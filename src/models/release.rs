//! Release model

use super::Keyed;
use chrono::{DateTime, FixedOffset};
use serde::{Deserialize, Serialize};

/// An installed instance of a chart
#[derive(Debug, Clone, PartialEq, Serialize, Deserialize)]
pub struct Release {
    pub name: String,
    pub namespace: String,
    pub revision: String,
    #[serde(with = "helm_date_format")]
    pub updated: DateTime<FixedOffset>,
    pub status: String,
    pub chart: String,
    #[serde(rename = "appVersion", alias = "app_version", default)]
    pub app_version: String,
}

/// Releases are identified by their name within a namespace
#[derive(Debug, Clone, PartialEq, Eq, Hash)]
pub struct ReleaseKey {
    pub name: String,
    pub namespace: String,
}

impl ReleaseKey {
    pub fn new(name: impl Into<String>, namespace: impl Into<String>) -> Self {
        Self {
            name: name.into(),
            namespace: namespace.into(),
        }
    }
}

impl Keyed for Release {
    type Key = ReleaseKey;

    fn key(&self) -> ReleaseKey {
        ReleaseKey::new(&self.name, &self.namespace)
    }
}

/// Timestamps as printed by `helm list -o json`
///
/// Helm uses Go's default layout (`2006-01-02 15:04:05.999999999 -0700 MST`).
/// The trailing zone abbreviation carries no information beyond the numeric
/// offset, so it is dropped before parsing. RFC 3339 is accepted as well and
/// is what gets written back out.
pub(crate) mod helm_date_format {
    use chrono::{DateTime, FixedOffset};
    use serde::{self, Deserialize, Deserializer, Serializer};

    const FORMAT_FROM_HELM: &str = "%Y-%m-%d %H:%M:%S%.f %z";

    pub fn serialize<S>(date: &DateTime<FixedOffset>, serializer: S) -> Result<S::Ok, S::Error>
    where
        S: Serializer,
    {
        serializer.serialize_str(&date.to_rfc3339())
    }

    pub fn deserialize<'de, D>(deserializer: D) -> Result<DateTime<FixedOffset>, D::Error>
    where
        D: Deserializer<'de>,
    {
        let s = String::deserialize(deserializer)?;
        parse(&s).map_err(serde::de::Error::custom)
    }

    pub fn parse(s: &str) -> Result<DateTime<FixedOffset>, chrono::ParseError> {
        if let Ok(date) = DateTime::parse_from_rfc3339(s) {
            return Ok(date);
        }
        // date, time, offset; anything after that is the zone name
        let without_zone: Vec<&str> = s.split_whitespace().take(3).collect();
        DateTime::parse_from_str(&without_zone.join(" "), FORMAT_FROM_HELM)
    }
}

※ ※ ※

▸ Problem:
All lines above holding the word "derive" make up the answer; copy each one.

▸ Solved exercise:
#[derive(Debug, Clone, PartialEq, Serialize, Deserialize)]
#[derive(Debug, Clone, PartialEq, Eq, Hash)]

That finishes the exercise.